§ **What the exercise asks**
Reproduce the complete set of records, exactly as they appear.

§ **Information**
..........

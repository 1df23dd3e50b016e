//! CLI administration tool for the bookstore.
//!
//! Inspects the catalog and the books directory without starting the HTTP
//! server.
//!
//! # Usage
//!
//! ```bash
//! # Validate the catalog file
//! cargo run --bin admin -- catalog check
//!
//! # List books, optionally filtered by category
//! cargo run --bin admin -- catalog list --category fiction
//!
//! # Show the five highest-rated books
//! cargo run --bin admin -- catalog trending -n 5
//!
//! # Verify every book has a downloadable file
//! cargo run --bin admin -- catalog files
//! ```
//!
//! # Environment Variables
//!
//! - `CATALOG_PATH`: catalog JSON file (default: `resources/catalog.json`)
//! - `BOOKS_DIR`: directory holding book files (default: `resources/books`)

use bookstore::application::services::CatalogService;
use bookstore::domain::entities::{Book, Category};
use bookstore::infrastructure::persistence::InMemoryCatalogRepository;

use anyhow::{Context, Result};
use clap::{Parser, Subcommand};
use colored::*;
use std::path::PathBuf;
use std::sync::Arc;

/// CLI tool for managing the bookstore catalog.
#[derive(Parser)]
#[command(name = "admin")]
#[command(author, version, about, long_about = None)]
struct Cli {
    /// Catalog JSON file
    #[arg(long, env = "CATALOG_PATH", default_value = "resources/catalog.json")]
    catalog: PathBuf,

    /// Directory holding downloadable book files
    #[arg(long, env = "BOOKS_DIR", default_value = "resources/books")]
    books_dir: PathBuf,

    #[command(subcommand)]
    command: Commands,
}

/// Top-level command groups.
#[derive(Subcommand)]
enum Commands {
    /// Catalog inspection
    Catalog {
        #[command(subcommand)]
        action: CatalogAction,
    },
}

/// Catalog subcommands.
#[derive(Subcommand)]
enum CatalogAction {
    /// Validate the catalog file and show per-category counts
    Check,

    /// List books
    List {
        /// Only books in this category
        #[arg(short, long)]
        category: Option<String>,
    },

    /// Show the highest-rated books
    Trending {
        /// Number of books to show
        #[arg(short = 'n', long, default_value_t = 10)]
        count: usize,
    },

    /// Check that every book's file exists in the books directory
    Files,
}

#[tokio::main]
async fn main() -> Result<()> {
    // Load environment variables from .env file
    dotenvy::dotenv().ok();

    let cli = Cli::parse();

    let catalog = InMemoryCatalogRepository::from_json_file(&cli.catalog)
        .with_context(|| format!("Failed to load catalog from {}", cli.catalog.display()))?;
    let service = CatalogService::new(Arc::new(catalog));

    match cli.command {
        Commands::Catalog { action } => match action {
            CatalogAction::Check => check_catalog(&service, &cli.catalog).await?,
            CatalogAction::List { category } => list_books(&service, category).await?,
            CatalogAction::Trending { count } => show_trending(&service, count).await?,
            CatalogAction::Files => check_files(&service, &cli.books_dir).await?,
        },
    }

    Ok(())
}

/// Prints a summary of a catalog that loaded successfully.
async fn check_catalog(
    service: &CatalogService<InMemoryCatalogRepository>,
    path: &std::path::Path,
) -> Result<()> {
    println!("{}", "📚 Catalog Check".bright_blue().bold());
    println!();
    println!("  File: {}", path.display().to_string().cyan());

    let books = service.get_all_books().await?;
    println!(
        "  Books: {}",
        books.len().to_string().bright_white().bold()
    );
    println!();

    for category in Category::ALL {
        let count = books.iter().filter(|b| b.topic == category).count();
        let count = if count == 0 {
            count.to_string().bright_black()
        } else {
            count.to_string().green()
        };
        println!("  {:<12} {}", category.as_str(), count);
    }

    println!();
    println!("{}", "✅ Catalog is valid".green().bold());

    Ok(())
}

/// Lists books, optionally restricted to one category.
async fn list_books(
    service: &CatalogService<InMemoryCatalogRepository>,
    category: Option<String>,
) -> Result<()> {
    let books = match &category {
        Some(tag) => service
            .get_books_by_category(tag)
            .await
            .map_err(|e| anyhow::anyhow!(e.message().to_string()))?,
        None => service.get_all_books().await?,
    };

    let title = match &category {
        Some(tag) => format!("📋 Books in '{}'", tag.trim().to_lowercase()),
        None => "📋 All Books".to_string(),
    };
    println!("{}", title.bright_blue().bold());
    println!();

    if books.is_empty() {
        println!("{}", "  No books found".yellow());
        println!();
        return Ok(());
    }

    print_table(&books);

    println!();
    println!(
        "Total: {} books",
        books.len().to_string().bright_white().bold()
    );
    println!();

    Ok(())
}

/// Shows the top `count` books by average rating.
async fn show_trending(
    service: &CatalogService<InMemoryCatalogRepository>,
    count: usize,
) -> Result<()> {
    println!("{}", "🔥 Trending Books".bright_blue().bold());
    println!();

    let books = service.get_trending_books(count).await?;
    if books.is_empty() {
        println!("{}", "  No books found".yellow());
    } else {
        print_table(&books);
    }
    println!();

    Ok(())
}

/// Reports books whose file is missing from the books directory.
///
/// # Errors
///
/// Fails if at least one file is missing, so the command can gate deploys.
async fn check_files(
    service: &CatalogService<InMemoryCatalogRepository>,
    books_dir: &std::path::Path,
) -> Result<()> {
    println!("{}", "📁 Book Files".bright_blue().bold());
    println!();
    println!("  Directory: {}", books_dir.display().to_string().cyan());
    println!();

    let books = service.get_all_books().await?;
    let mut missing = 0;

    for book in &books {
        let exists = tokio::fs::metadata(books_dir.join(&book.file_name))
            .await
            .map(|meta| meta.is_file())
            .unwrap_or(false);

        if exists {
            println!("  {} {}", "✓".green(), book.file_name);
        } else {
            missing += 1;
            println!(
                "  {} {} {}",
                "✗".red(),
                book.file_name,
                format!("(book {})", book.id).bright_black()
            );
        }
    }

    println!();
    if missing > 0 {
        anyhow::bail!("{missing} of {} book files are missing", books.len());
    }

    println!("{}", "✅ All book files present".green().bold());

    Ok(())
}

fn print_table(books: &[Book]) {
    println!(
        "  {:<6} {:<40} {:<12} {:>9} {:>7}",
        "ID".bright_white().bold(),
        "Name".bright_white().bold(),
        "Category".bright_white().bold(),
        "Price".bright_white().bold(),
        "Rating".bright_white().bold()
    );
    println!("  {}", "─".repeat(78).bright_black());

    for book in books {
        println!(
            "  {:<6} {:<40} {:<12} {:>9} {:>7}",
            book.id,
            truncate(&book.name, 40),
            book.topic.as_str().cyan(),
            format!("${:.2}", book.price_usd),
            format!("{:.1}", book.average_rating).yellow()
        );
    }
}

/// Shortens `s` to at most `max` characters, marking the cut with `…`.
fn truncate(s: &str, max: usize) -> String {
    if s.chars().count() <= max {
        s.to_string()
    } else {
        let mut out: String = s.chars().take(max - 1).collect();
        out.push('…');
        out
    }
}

..........

§ **Written response**
repository 1df23dd3e50b016e
//! CLI administration tool for the bookstore.
//!
//! Inspects the catalog and the books directory without starting the HTTP
//! server.
//!
//! # Usage
//!
//! ```bash
//! # Validate the catalog file
//! cargo run --bin admin -- catalog check
//!
//! # List books, optionally filtered by category
//! cargo run --bin admin -- catalog list --category fiction
//!
//! # Show the five highest-rated books
//! cargo run --bin admin -- catalog trending -n 5
//!
//! # Verify every book has a downloadable file
//! cargo run --bin admin -- catalog files
//! ```
//!
//! # Environment Variables
//!
//! - `CATALOG_PATH`: catalog JSON file (default: `resources/catalog.json`)
//! - `BOOKS_DIR`: directory holding book files (default: `resources/books`)

use bookstore::application::services::CatalogService;
use bookstore::domain::entities::{Book, Category};
use bookstore::infrastructure::persistence::InMemoryCatalogRepository;

use anyhow::{Context, Result};
use clap::{Parser, Subcommand};
use colored::*;
use std::path::PathBuf;
use std::sync::Arc;

/// CLI tool for managing the bookstore catalog.
#[derive(Parser)]
#[command(name = "admin")]
#[command(author, version, about, long_about = None)]
struct Cli {
    /// Catalog JSON file
    #[arg(long, env = "CATALOG_PATH", default_value = "resources/catalog.json")]
    catalog: PathBuf,

    /// Directory holding downloadable book files
    #[arg(long, env = "BOOKS_DIR", default_value = "resources/books")]
    books_dir: PathBuf,

    #[command(subcommand)]
    command: Commands,
}

/// Top-level command groups.
#[derive(Subcommand)]
enum Commands {
    /// Catalog inspection
    Catalog {
        #[command(subcommand)]
        action: CatalogAction,
    },
}

/// Catalog subcommands.
#[derive(Subcommand)]
enum CatalogAction {
    /// Validate the catalog file and show per-category counts
    Check,

    /// List books
    List {
        /// Only books in this category
        #[arg(short, long)]
        category: Option<String>,
    },

    /// Show the highest-rated books
    Trending {
        /// Number of books to show
        #[arg(short = 'n', long, default_value_t = 10)]
        count: usize,
    },

    /// Check that every book's file exists in the books directory
    Files,
}

#[tokio::main]
async fn main() -> Result<()> {
    // Load environment variables from .env file
    dotenvy::dotenv().ok();

    let cli = Cli::parse();

    let catalog = InMemoryCatalogRepository::from_json_file(&cli.catalog)
        .with_context(|| format!("Failed to load catalog from {}", cli.catalog.display()))?;
    let service = CatalogService::new(Arc::new(catalog));

    match cli.command {
        Commands::Catalog { action } => match action {
            CatalogAction::Check => check_catalog(&service, &cli.catalog).await?,
            CatalogAction::List { category } => list_books(&service, category).await?,
            CatalogAction::Trending { count } => show_trending(&service, count).await?,
            CatalogAction::Files => check_files(&service, &cli.books_dir).await?,
        },
    }

    Ok(())
}

/// Prints a summary of a catalog that loaded successfully.
async fn check_catalog(
    service: &CatalogService<InMemoryCatalogRepository>,
    path: &std::path::Path,
) -> Result<()> {
    println!("{}", "📚 Catalog Check".bright_blue().bold());
    println!();
    println!("  File: {}", path.display().to_string().cyan());

    let books = service.get_all_books().await?;
    println!(
        "  Books: {}",
        books.len().to_string().bright_white().bold()
    );
    println!();

    for category in Category::ALL {
        let count = books.iter().filter(|b| b.topic == category).count();
        let count = if count == 0 {
            count.to_string().bright_black()
        } else {
            count.to_string().green()
        };
        println!("  {:<12} {}", category.as_str(), count);
    }

    println!();
    println!("{}", "✅ Catalog is valid".green().bold());

    Ok(())
}

/// Lists books, optionally restricted to one category.
async fn list_books(
    service: &CatalogService<InMemoryCatalogRepository>,
    category: Option<String>,
) -> Result<()> {
    let books = match &category {
        Some(tag) => service
            .get_books_by_category(tag)
            .await
            .map_err(|e| anyhow::anyhow!(e.message().to_string()))?,
        None => service.get_all_books().await?,
    };

    let title = match &category {
        Some(tag) => format!("📋 Books in '{}'", tag.trim().to_lowercase()),
        None => "📋 All Books".to_string(),
    };
    println!("{}", title.bright_blue().bold());
    println!();

    if books.is_empty() {
        println!("{}", "  No books found".yellow());
        println!();
        return Ok(());
    }

    print_table(&books);

    println!();
    println!(
        "Total: {} books",
        books.len().to_string().bright_white().bold()
    );
    println!();

    Ok(())
}

/// Shows the top `count` books by average rating.
async fn show_trending(
    service: &CatalogService<InMemoryCatalogRepository>,
    count: usize,
) -> Result<()> {
    println!("{}", "🔥 Trending Books".bright_blue().bold());
    println!();

    let books = service.get_trending_books(count).await?;
    if books.is_empty() {
        println!("{}", "  No books found".yellow());
    } else {
        print_table(&books);
    }
    println!();

    Ok(())
}

/// Reports books whose file is missing from the books directory.
///
/// # Errors
///
/// Fails if at least one file is missing, so the command can gate deploys.
async fn check_files(
    service: &CatalogService<InMemoryCatalogRepository>,
    books_dir: &std::path::Path,
) -> Result<()> {
    println!("{}", "📁 Book Files".bright_blue().bold());
    println!();
    println!("  Directory: {}", books_dir.display().to_string().cyan());
    println!();

    let books = service.get_all_books().await?;
    let mut missing = 0;

    for book in &books {
        let exists = tokio::fs::metadata(books_dir.join(&book.file_name))
            .await
            .map(|meta| meta.is_file())
            .unwrap_or(false);

        if exists {
            println!("  {} {}", "✓".green(), book.file_name);
        } else {
            missing += 1;
            println!(
                "  {} {} {}",
                "✗".red(),
                book.file_name,
                format!("(book {})", book.id).bright_black()
            );
        }
    }

    println!();
    if missing > 0 {
        anyhow::bail!("{missing} of {} book files are missing", books.len());
    }

    println!("{}", "✅ All book files present".green().bold());

    Ok(())
}

fn print_table(books: &[Book]) {
    println!(
        "  {:<6} {:<40} {:<12} {:>9} {:>7}",
        "ID".bright_white().bold(),
        "Name".bright_white().bold(),
        "Category".bright_white().bold(),
        "Price".bright_white().bold(),
        "Rating".bright_white().bold()
    );
    println!("  {}", "─".repeat(78).bright_black());

    for book in books {
        println!(
            "  {:<6} {:<40} {:<12} {:>9} {:>7}",
            book.id,
            truncate(&book.name, 40),
            book.topic.as_str().cyan(),
            format!("${:.2}", book.price_usd),
            format!("{:.1}", book.average_rating).yellow()
        );
    }
}

/// Shortens `s` to at most `max` characters, marking the cut with `…`.
fn truncate(s: &str, max: usize) -> String {
    if s.chars().count() <= max {
        s.to_string()
    } else {
        let mut out: String = s.chars().take(max - 1).collect();
        out.push('…');
        out
    }
}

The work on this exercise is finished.